About 40 clinical trials using Cytori's system are ongoing around the world, not counting those under way by the company itself. "Most stem-cell companies treat 5, 10, 20 patients [at a time], a few of the maybe are in the hundreds range, probably Osiris is a thousand or two," Calhoun said, referring to Osiris Therapeutics Inc., of Columbia, Md. "We've treated 5,000 or 6,000 patients by now, so we've got by far the most clinical experience in the field, if not more than the entire field combined," he said.

"The dirty little secret [in cell therapy], if you will, is that these things are going to be pretty expensive," Calhoun said. "Dendreon [Corp., of Seattle] is probably the first cell-therapy milestone out there, and it's $93,000 for single-patient treatments" with Provenge (sipuleucel-T) for prostate cancer. "I think our peers are probably targeting less than that, but it's going to be in the $10,000 to $100,000 range," Calhoun said.

Lazard Capital Markets LLC is acting as the sole book-running manager of the stock offering. Maxim Group LLC and Ascendiant Capital Markets LLC are co-managers. Cytori granted the underwriters a 30-day option to purchase up to an additional 1.053 million shares of common stock on the same terms and conditions, solely to cover over-allotments, if any.

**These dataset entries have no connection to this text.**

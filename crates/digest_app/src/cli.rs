use std::path::PathBuf;

use clap::{Args, Parser, Subcommand, ValueEnum};
use digest_logging::LogDestination;

#[derive(Debug, Parser)]
#[command(
    name = "webset-digest",
    version,
    about = "Build news digests from Exa websets, with optional audio and email delivery"
)]
pub struct Cli {
    /// RON file with configuration overrides.
    #[arg(long, global = true)]
    pub config: Option<PathBuf>,

    /// Directory for saved reports, newsletters and audio.
    #[arg(long, global = true)]
    pub output_dir: Option<PathBuf>,

    #[arg(long, value_enum, default_value_t = LogArg::Terminal, global = true)]
    pub log: LogArg,

    /// Log HTTP payloads and other debug detail.
    #[arg(short, long, global = true)]
    pub verbose: bool,

    #[command(subcommand)]
    pub command: Command,
}

#[derive(Debug, Clone, Copy, PartialEq, Eq, ValueEnum)]
pub enum LogArg {
    Terminal,
    File,
    Both,
}

impl From<LogArg> for LogDestination {
    fn from(value: LogArg) -> Self {
        match value {
            LogArg::Terminal => LogDestination::Terminal,
            LogArg::File => LogDestination::File,
            LogArg::Both => LogDestination::Both,
        }
    }
}

#[derive(Debug, Subcommand)]
pub enum Command {
    /// Create a webset and print its details.
    Search(SearchArgs),
    /// Create a webset with criteria and enrichments, then show enrichment results.
    Enrich(EnrichArgs),
    /// Create a webset with a scheduled monitor and report new items until Ctrl-C.
    Monitor(MonitorArgs),
    /// Collect recent news on a topic and produce an LLM analysis report.
    Analyze(AnalyzeArgs),
    /// Build a newsletter from an enriched webset.
    Newsletter(NewsletterArgs),
    /// Build a briefing from the answer endpoint, with audio and email delivery.
    Voice(VoiceArgs),
}

#[derive(Debug, Args)]
pub struct SearchArgs {
    #[arg(long, default_value = "Latest AI breakthroughs 2024")]
    pub query: String,
    #[arg(long, default_value_t = 10)]
    pub count: u32,
    /// Poll until the webset is ready and list its items.
    #[arg(long)]
    pub wait: bool,
}

#[derive(Debug, Args)]
pub struct EnrichArgs {
    #[arg(long, default_value = "AI startup funding rounds announced in 2024")]
    pub query: String,
    #[arg(long, default_value_t = 5)]
    pub count: u32,
    /// Poll until enrichments settle before showing items.
    #[arg(long)]
    pub wait: bool,
}

#[derive(Debug, Args)]
pub struct MonitorArgs {
    #[arg(long, default_value = "AI breakthrough news 2024")]
    pub query: String,
    #[arg(long, default_value_t = 5)]
    pub count: u32,
}

#[derive(Debug, Args)]
pub struct AnalyzeArgs {
    #[arg(long, default_value = "AI breakthroughs")]
    pub topic: String,
}

#[derive(Debug, Args)]
pub struct NewsletterArgs {
    /// Defaults to the configured topic.
    #[arg(long)]
    pub topic: Option<String>,
    #[arg(long, default_value_t = 5)]
    pub count: u32,
}

#[derive(Debug, Args)]
pub struct VoiceArgs {
    #[arg(long, value_enum, default_value_t = VoiceMode::EmailWithAudio)]
    pub mode: VoiceMode,
    /// Defaults to the configured topic.
    #[arg(long)]
    pub topic: Option<String>,
}

#[derive(Debug, Clone, Copy, PartialEq, Eq, ValueEnum)]
pub enum VoiceMode {
    /// Generate and save the newsletter only.
    ContentOnly,
    /// Email the newsletter without audio.
    Email,
    /// Email the newsletter with a spoken summary attached.
    EmailWithAudio,
}

#[cfg(test)]
mod tests {
    use clap::CommandFactory;

    use super::*;

    #[test]
    fn cli_definition_is_consistent() {
        Cli::command().debug_assert();
    }

    #[test]
    fn global_flags_parse_after_subcommand() {
        let cli = Cli::try_parse_from([
            "webset-digest",
            "voice",
            "--mode",
            "content-only",
            "--log",
            "both",
            "-v",
        ])
        .unwrap();
        assert!(cli.verbose);
        assert_eq!(cli.log, LogArg::Both);
        match cli.command {
            Command::Voice(args) => {
                assert_eq!(args.mode, VoiceMode::ContentOnly);
                assert_eq!(args.topic, None);
            }
            other => panic!("unexpected command {other:?}"),
        }
    }

    #[test]
    fn search_defaults() {
        let cli = Cli::try_parse_from(["webset-digest", "search"]).unwrap();
        let Command::Search(args) = cli.command else {
            panic!("expected search");
        };
        assert_eq!(args.query, "Latest AI breakthroughs 2024");
        assert_eq!(args.count, 10);
        assert!(!args.wait);
    }
}
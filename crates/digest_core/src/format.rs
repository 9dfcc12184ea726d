//! Plain-text renderings of webset items, answers and reports.
//!
//! Every function is pure: the current time is passed in so output is
//! reproducible in tests.
use std::fmt::Write;

use chrono::NaiveDateTime;

use crate::model::{Answer, Item, Webset};

pub const EMPTY_NEWSLETTER: &str = "No recent content found for today's newsletter.";

const RULE_WIDTH: usize = 60;
const ANALYSIS_ITEM_LIMIT: usize = 8;
const ANALYSIS_SNIPPET_CHARS: usize = 200;
const REPORT_SOURCE_LIMIT: usize = 5;
const OVERVIEW_LINES: usize = 10;
const OVERVIEW_CHARS: usize = 500;

/// Header data for the websets newsletter.
#[derive(Debug, Clone, PartialEq, Eq)]
pub struct NewsletterMeta<'a> {
    pub topic: &'a str,
    pub webset_id: &'a str,
    pub dashboard_url: &'a str,
}

pub fn long_date(now: &NaiveDateTime) -> String {
    now.format("%B %d, %Y").to_string()
}

fn generated_stamp(now: &NaiveDateTime) -> String {
    now.format("%Y-%m-%d at %H:%M UTC").to_string()
}

fn rule() -> String {
    "-".repeat(RULE_WIDTH)
}

/// First `max_chars` characters, with "..." when something was cut.
pub fn ellipsize(text: &str, max_chars: usize) -> String {
    match text.char_indices().nth(max_chars) {
        Some((idx, _)) => format!("{}...", &text[..idx]),
        None => text.to_string(),
    }
}

/// Headline for an item: its description, unless that is missing or just a URL.
pub fn story_title(item: &Item, index: usize) -> String {
    match item.description().or_else(|| item.title()) {
        Some(title) if !title.starts_with("http") => title.to_string(),
        _ => format!("Story #{index}"),
    }
}

fn enrichment_label(title: &str) -> &str {
    match title {
        "Article Summary" => "Summary",
        other => other,
    }
}

/// Newsletter built from enriched webset items.
pub fn websets_newsletter(
    items: &[Item],
    webset: Option<&Webset>,
    meta: &NewsletterMeta<'_>,
    now: &NaiveDateTime,
) -> String {
    if items.is_empty() {
        return EMPTY_NEWSLETTER.to_string();
    }

    let mut out = String::new();
    let _ = writeln!(out, "AI NEWSLETTER - {}", long_date(now));
    let _ = writeln!(out, "{}", "=".repeat(RULE_WIDTH));
    let _ = writeln!(out);
    let _ = writeln!(out, "DAILY {} BRIEFING", meta.topic.to_uppercase());
    let _ = writeln!(out);
    let _ = writeln!(
        out,
        "Welcome to your AI-powered daily newsletter! Here are today's key developments from our curated webset analysis:"
    );
    let _ = writeln!(out);

    for (idx, item) in items.iter().enumerate() {
        let number = idx + 1;
        let _ = writeln!(out, "STORY #{number}: {}", story_title(item, number));
        let _ = writeln!(out, "   {}", "-".repeat(50));
        let _ = writeln!(out, "   Source: {}", item.url().unwrap_or("No URL"));
        if let Some(published) = item.published_date() {
            let _ = writeln!(out, "   Published: {published}");
        }
        for enrichment in &item.enrichments {
            let Some(result) = enrichment.first_result() else {
                continue;
            };
            let title = enrichment
                .title
                .as_deref()
                .or_else(|| {
                    let id = enrichment.enrichment_id.as_deref()?;
                    webset?.enrichment_title(id)
                })
                .unwrap_or("Analysis");
            let _ = writeln!(out, "   {}: {result}", enrichment_label(title));
        }
        let _ = writeln!(out);
    }

    let _ = writeln!(out, "{}", rule());
    let _ = writeln!(out, "CONTENT SOURCE");
    let _ = writeln!(out, "{}", rule());
    let _ = writeln!(out, "Webset ID: {}", meta.webset_id);
    let _ = writeln!(out, "View full webset: {}", meta.dashboard_url);
    let _ = writeln!(out, "Articles analyzed: {}", items.len());
    let _ = writeln!(out);
    let _ = writeln!(out, "{}", rule());
    let _ = writeln!(out, "NEWSLETTER STATS");
    let _ = writeln!(out, "{}", rule());
    let _ = writeln!(out, "- Articles curated: {}", items.len());
    let _ = writeln!(out, "- Topic focus: {}", meta.topic);
    let _ = writeln!(out, "- Generated: {}", generated_stamp(now));
    let _ = writeln!(out);
    let _ = writeln!(
        out,
        "This newsletter is generated from AI-curated content from trusted sources."
    );
    let _ = write!(
        out,
        "Each story is enriched with summaries and impact analysis."
    );
    out
}

/// Newsletter body built from a generated answer and its citations.
pub fn voice_newsletter(answer: &Answer, now: &NaiveDateTime) -> String {
    if answer.answer.trim().is_empty() {
        return EMPTY_NEWSLETTER.to_string();
    }

    let mut out = String::new();
    let _ = writeln!(out, "AI VOICE NEWSLETTER - {}", long_date(now));
    let _ = writeln!(out);
    let _ = writeln!(out, "Welcome to your daily AI-powered voice newsletter!");
    let _ = writeln!(out);
    let _ = writeln!(out, "{}", answer.answer.trim_end());
    let _ = writeln!(out);

    if !answer.citations.is_empty() {
        let _ = writeln!(out, "\n**Sources:**");
        for (idx, citation) in answer.citations.iter().enumerate() {
            let title = citation.title.as_deref().unwrap_or("Source");
            let _ = writeln!(out, "{}. [{title}]({})", idx + 1, citation.url);
        }
    }

    let _ = write!(
        out,
        "\n\nGenerated on {} using [Exa AI](https://docs.exa.ai/reference/answer)",
        generated_stamp(now)
    );
    out
}

/// Short spoken summary: header sentence plus the first three sentences
/// of the answer.
pub fn audio_summary(answer: &Answer, topic: &str, now: &NaiveDateTime) -> String {
    if answer.answer.trim().is_empty() {
        return EMPTY_NEWSLETTER.to_string();
    }
    let key_points = answer
        .answer
        .split(". ")
        .take(3)
        .collect::<Vec<_>>()
        .join(". ");
    format!(
        "AI Voice Newsletter Summary for {date}. \
         Today's newsletter covers the latest developments in {topic}, based on {count} quality sources. \
         Key highlights include: {key_points}. \
         For complete details and source links, please refer to the full newsletter content.",
        date = long_date(now),
        count = answer.citations.len(),
    )
}

/// Prompt handed to the chat model when analysing collected articles.
pub fn analysis_prompt(items: &[Item]) -> String {
    let mut summary = String::new();
    for item in items.iter().take(ANALYSIS_ITEM_LIMIT) {
        let title = item.title().or_else(|| item.url()).unwrap_or("No title");
        let body = item
            .description()
            .or_else(|| item.property("text"))
            .unwrap_or("");
        let _ = writeln!(
            summary,
            "- {title}: {}",
            ellipsize(body, ANALYSIS_SNIPPET_CHARS)
        );
    }

    format!(
        "Analyze the following recent news articles and provide:\n\
         1. Key trends and patterns\n\
         2. Most significant developments\n\
         3. Potential implications and predictions\n\
         4. Market/industry impact assessment\n\n\
         News Articles:\n{summary}\n\
         Please provide a structured analysis with clear insights."
    )
}

pub fn analysis_report(
    webset: &Webset,
    items: &[Item],
    analysis: &str,
    now: &NaiveDateTime,
) -> String {
    let mut out = String::new();
    let _ = writeln!(out, "NEWS ANALYSIS REPORT");
    let _ = writeln!(out, "===================");
    let _ = writeln!(out, "Generated: {}", now.format("%Y-%m-%d %H:%M:%S"));
    let _ = writeln!(
        out,
        "Webset: {}",
        webset.title.as_deref().unwrap_or(&webset.id)
    );
    let _ = writeln!(out, "Articles Analyzed: {}", items.len());
    let _ = writeln!(out);
    let _ = writeln!(out, "SOURCES OVERVIEW:");
    for (idx, item) in items.iter().take(REPORT_SOURCE_LIMIT).enumerate() {
        let title = item.title().or_else(|| item.url()).unwrap_or("No title");
        let _ = writeln!(out, "{}. {title}", idx + 1);
        let _ = writeln!(out, "   URL: {}", item.url().unwrap_or("No URL"));
        let _ = writeln!(
            out,
            "   Published: {}",
            item.published_date().unwrap_or("Unknown date")
        );
        let _ = writeln!(out);
    }
    let _ = writeln!(out, "\nAI ANALYSIS:\n{}\n{analysis}", "=".repeat(50));
    out
}

fn escape_html(text: &str) -> String {
    let mut escaped = String::with_capacity(text.len());
    for c in text.chars() {
        match c {
            '&' => escaped.push_str("&amp;"),
            '<' => escaped.push_str("&lt;"),
            '>' => escaped.push_str("&gt;"),
            '"' => escaped.push_str("&quot;"),
            _ => escaped.push(c),
        }
    }
    escaped
}

/// Minimal standalone HTML page for the newsletter text.
pub fn html_email(content: &str) -> String {
    let body = escape_html(content).replace('\n', "<br>\n");
    format!(
        r#"<!DOCTYPE html>
<html>
<head>
    <meta charset="utf-8">
    <style>
        body {{ font-family: Arial, sans-serif; line-height: 1.6; max-width: 600px; margin: 0 auto; padding: 20px; }}
        .content {{ padding: 20px; background: #f9f9f9; border-radius: 10px; }}
        a {{ color: #2196F3; text-decoration: none; }}
    </style>
</head>
<body>
    <div class="content">
        {body}
    </div>
</body>
</html>"#
    )
}

/// Section headers and story titles of a long newsletter, for the
/// truncation summary file.
pub fn truncation_overview(content: &str) -> String {
    let lines: Vec<String> = content
        .lines()
        .map(str::trim)
        .filter_map(|line| {
            if let Some(title) = line.strip_prefix("*   **Title:**") {
                Some(format!("- {}", title.trim()))
            } else if line.len() > 4 && line.starts_with("**") && line.ends_with("**") {
                Some(line.to_string())
            } else {
                None
            }
        })
        .take(OVERVIEW_LINES)
        .collect();
    ellipsize(&lines.join("\n"), OVERVIEW_CHARS)
}

#[cfg(test)]
mod tests {
    use super::{ellipsize, escape_html};

    #[test]
    fn ellipsize_is_char_safe() {
        assert_eq!(ellipsize("héllo", 2), "hé...");
        assert_eq!(ellipsize("hi", 2), "hi");
    }

    #[test]
    fn html_is_escaped() {
        assert_eq!(escape_html("<a & b>"), "&lt;a &amp; b&gt;");
    }
}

Cytori's shares (NASDAQ:CYTX) closed Friday at $2.84, down 48 cents, or 14.5 percent.

In other financing news:

• Lpath Inc., also of San Diego, sold about 2.3 million shares of its common stock for $5 per share, bringing net proceeds of about $11.8 million. The company will use the money for general corporate purposes that could include acquisitions, though no agreements were in place at the time of the sale. Summer Street Research Partners is acting as the sole book-running manager for this offering, and Lpath has granted a 45-day option to purchase up to an aggregate of 354,900 additional shares of common stock to cover overallotments, if any.